*** Opening Data to examine ***

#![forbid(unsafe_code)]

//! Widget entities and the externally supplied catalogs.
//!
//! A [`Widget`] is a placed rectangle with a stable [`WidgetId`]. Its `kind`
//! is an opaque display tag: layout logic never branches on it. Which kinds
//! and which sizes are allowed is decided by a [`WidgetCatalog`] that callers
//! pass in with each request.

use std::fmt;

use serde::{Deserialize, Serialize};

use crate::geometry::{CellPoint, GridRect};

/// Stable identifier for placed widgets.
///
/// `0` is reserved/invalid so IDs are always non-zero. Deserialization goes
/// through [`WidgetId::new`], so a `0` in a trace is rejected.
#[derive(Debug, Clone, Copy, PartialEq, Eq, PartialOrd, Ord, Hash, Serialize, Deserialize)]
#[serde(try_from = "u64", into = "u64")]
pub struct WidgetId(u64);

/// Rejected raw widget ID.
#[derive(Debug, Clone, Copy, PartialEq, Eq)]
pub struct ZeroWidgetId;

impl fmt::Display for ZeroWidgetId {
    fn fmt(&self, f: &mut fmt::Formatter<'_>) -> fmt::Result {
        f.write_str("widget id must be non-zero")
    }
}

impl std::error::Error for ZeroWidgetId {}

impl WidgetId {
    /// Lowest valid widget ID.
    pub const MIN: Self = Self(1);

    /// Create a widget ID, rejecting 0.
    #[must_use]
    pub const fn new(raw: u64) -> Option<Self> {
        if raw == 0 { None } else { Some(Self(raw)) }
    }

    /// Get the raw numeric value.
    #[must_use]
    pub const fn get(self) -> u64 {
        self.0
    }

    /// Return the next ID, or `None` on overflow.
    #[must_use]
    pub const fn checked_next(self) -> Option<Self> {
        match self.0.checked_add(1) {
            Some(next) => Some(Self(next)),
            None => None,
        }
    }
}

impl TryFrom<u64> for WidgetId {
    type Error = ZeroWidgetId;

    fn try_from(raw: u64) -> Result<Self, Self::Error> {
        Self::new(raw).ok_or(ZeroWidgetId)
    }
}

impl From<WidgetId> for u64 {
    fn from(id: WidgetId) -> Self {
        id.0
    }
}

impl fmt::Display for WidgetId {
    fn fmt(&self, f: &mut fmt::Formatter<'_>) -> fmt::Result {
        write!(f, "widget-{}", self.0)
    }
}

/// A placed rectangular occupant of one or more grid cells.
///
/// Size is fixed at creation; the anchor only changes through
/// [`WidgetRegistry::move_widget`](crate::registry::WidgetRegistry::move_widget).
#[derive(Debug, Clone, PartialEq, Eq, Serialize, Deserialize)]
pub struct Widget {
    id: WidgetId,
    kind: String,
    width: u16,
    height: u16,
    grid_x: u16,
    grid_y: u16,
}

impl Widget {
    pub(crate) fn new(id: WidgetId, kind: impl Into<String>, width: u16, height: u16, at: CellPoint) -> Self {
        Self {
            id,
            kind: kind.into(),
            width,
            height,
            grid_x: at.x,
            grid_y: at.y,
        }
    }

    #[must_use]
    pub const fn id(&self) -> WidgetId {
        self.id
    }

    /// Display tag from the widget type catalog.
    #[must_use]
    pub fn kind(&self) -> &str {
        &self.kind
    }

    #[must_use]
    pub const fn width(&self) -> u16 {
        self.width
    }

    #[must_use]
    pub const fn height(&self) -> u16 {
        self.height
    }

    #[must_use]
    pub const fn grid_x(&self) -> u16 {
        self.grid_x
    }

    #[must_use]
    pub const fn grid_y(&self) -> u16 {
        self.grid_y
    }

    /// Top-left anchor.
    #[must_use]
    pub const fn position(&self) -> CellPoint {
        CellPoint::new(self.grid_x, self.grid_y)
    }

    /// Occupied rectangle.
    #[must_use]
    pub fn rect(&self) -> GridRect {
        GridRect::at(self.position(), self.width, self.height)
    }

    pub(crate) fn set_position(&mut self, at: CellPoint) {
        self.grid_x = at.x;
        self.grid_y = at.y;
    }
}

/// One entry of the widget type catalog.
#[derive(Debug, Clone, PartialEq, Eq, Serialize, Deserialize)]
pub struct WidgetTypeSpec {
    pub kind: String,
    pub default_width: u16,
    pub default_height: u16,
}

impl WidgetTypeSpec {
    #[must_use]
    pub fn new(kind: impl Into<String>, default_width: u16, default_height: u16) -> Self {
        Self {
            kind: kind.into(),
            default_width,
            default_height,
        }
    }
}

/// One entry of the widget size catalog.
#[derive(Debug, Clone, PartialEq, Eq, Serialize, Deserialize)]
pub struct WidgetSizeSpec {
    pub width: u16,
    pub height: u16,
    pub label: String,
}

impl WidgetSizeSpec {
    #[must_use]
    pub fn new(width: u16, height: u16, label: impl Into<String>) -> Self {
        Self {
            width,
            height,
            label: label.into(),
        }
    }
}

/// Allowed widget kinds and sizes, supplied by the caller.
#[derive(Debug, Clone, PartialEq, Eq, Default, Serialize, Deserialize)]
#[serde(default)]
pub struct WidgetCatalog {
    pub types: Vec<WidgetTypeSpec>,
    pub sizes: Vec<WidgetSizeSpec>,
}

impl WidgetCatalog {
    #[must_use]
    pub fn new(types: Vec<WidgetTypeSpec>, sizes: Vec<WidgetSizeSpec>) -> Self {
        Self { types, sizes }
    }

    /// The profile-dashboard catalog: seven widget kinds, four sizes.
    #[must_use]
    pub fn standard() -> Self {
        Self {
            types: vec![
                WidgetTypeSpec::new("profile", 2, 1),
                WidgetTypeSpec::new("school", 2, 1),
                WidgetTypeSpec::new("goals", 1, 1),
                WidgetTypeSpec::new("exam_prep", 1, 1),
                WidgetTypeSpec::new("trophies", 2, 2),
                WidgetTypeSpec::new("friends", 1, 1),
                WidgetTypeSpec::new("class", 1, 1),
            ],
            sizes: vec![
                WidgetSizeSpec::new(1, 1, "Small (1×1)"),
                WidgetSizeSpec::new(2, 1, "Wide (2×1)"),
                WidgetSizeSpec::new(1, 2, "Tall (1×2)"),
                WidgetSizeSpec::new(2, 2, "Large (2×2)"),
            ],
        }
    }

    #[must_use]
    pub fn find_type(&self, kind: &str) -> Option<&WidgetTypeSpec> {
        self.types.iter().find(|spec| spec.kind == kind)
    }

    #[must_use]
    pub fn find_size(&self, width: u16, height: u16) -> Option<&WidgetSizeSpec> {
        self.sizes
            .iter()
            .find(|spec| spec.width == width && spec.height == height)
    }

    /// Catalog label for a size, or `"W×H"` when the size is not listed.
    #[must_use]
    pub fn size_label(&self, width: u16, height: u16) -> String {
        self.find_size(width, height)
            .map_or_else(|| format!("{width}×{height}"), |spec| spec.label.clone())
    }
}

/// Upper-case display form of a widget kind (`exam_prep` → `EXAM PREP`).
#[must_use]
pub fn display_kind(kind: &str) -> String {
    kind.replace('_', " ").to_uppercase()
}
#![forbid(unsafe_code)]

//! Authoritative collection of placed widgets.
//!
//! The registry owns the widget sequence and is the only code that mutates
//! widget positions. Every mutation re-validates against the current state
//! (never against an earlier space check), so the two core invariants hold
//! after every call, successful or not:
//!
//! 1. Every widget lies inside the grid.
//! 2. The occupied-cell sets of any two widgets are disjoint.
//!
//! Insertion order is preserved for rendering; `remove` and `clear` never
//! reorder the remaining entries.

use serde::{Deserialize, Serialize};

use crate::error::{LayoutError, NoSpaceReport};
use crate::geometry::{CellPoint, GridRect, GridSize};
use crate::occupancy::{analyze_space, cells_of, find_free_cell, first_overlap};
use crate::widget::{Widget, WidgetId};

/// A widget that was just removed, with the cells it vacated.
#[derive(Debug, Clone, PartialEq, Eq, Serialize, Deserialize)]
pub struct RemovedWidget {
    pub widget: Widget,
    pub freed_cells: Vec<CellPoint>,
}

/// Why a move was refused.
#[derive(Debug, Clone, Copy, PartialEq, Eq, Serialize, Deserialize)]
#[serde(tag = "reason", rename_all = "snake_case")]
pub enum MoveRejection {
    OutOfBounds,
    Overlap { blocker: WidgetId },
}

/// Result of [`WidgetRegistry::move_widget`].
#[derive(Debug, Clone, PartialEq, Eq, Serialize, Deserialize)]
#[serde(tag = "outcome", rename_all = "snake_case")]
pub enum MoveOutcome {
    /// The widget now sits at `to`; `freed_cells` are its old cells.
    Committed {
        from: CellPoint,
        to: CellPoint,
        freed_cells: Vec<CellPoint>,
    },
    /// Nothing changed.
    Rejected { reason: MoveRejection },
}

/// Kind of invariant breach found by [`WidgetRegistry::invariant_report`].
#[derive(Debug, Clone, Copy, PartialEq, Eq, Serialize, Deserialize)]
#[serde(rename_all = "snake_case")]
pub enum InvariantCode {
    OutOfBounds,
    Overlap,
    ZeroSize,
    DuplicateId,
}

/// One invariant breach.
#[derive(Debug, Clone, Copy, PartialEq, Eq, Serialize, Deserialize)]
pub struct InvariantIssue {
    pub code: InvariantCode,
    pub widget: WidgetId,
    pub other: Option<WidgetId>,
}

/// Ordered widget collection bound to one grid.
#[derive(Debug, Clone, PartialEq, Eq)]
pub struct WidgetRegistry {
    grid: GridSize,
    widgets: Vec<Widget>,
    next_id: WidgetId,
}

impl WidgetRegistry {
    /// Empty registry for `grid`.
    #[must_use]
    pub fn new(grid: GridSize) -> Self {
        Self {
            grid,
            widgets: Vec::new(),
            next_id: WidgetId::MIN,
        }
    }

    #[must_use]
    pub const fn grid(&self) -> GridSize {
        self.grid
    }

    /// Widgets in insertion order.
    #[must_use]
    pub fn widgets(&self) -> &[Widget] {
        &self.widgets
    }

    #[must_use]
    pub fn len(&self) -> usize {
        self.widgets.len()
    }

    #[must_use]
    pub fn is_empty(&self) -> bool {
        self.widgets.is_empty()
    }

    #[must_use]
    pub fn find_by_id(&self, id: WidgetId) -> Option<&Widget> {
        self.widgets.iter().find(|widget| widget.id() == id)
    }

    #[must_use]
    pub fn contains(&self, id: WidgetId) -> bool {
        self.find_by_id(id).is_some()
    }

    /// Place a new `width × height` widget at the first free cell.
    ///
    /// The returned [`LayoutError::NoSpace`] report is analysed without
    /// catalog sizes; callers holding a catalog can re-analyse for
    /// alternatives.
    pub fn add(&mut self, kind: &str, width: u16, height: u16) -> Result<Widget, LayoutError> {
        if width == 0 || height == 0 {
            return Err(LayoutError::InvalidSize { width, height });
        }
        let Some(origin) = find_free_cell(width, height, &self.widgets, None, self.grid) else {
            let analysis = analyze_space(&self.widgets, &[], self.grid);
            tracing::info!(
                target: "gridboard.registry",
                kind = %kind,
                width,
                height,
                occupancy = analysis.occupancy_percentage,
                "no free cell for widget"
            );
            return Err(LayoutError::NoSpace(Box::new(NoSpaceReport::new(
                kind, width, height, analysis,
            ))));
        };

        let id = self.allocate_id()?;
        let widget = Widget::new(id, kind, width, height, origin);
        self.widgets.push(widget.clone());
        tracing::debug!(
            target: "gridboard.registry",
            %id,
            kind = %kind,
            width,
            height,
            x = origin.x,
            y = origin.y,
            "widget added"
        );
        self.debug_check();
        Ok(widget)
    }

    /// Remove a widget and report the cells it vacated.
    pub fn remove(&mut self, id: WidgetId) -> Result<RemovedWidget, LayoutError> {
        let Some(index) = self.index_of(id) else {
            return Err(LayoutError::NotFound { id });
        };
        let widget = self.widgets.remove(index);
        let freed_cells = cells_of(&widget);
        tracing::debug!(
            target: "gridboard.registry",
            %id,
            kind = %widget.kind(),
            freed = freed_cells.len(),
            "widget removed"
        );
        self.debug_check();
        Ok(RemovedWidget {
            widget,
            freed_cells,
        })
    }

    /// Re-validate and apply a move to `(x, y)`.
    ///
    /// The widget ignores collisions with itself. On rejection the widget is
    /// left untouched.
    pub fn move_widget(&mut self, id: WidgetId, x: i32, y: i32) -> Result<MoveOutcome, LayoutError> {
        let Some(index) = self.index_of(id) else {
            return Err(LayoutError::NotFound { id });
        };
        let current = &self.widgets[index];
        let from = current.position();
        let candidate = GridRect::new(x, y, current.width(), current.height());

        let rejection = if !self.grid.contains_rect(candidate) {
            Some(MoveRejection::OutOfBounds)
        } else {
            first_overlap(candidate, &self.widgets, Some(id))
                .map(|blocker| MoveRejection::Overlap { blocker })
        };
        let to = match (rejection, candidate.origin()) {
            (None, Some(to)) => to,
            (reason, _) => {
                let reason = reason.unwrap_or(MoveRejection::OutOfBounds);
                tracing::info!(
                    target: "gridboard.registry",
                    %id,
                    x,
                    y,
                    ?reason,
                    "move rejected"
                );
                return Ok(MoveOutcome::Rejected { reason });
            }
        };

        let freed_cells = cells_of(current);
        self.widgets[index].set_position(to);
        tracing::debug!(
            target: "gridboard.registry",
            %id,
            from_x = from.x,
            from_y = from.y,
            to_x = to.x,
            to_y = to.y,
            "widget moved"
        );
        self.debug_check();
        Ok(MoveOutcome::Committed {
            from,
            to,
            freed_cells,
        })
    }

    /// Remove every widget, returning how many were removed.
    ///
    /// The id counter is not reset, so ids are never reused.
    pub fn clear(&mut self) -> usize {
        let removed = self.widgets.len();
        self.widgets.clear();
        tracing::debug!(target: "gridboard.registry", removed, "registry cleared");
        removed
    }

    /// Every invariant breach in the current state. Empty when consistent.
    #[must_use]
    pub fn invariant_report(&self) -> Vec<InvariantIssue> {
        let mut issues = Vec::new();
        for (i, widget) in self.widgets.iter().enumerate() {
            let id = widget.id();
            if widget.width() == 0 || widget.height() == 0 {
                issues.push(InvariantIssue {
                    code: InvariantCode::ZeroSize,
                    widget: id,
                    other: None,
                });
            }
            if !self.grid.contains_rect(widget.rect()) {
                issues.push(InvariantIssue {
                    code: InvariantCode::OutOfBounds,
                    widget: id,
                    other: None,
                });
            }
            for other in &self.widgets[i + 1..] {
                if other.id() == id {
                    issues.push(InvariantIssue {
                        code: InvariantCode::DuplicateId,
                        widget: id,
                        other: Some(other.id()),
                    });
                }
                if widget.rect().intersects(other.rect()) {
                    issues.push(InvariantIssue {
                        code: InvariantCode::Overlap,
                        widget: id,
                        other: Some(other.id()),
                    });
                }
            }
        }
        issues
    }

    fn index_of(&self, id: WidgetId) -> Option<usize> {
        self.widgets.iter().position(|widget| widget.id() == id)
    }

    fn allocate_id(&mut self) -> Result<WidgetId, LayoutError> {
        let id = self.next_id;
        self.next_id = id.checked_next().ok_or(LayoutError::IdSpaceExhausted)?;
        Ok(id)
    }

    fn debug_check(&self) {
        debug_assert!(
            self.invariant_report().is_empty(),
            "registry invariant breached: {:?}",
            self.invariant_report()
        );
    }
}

*** Closing Data to examine ***

- What this task involves:
Starting with the first line of the records above, give back each line exactly until the line with "trace is rejected." has been given as well.

- Written reply:
#![forbid(unsafe_code)]

//! Widget entities and the externally supplied catalogs.
//!
//! A [`Widget`] is a placed rectangle with a stable [`WidgetId`]. Its `kind`
//! is an opaque display tag: layout logic never branches on it. Which kinds
//! and which sizes are allowed is decided by a [`WidgetCatalog`] that callers
//! pass in with each request.

use std::fmt;

use serde::{Deserialize, Serialize};

use crate::geometry::{CellPoint, GridRect};

/// Stable identifier for placed widgets.
///
/// `0` is reserved/invalid so IDs are always non-zero. Deserialization goes
/// through [`WidgetId::new`], so a `0` in a trace is rejected.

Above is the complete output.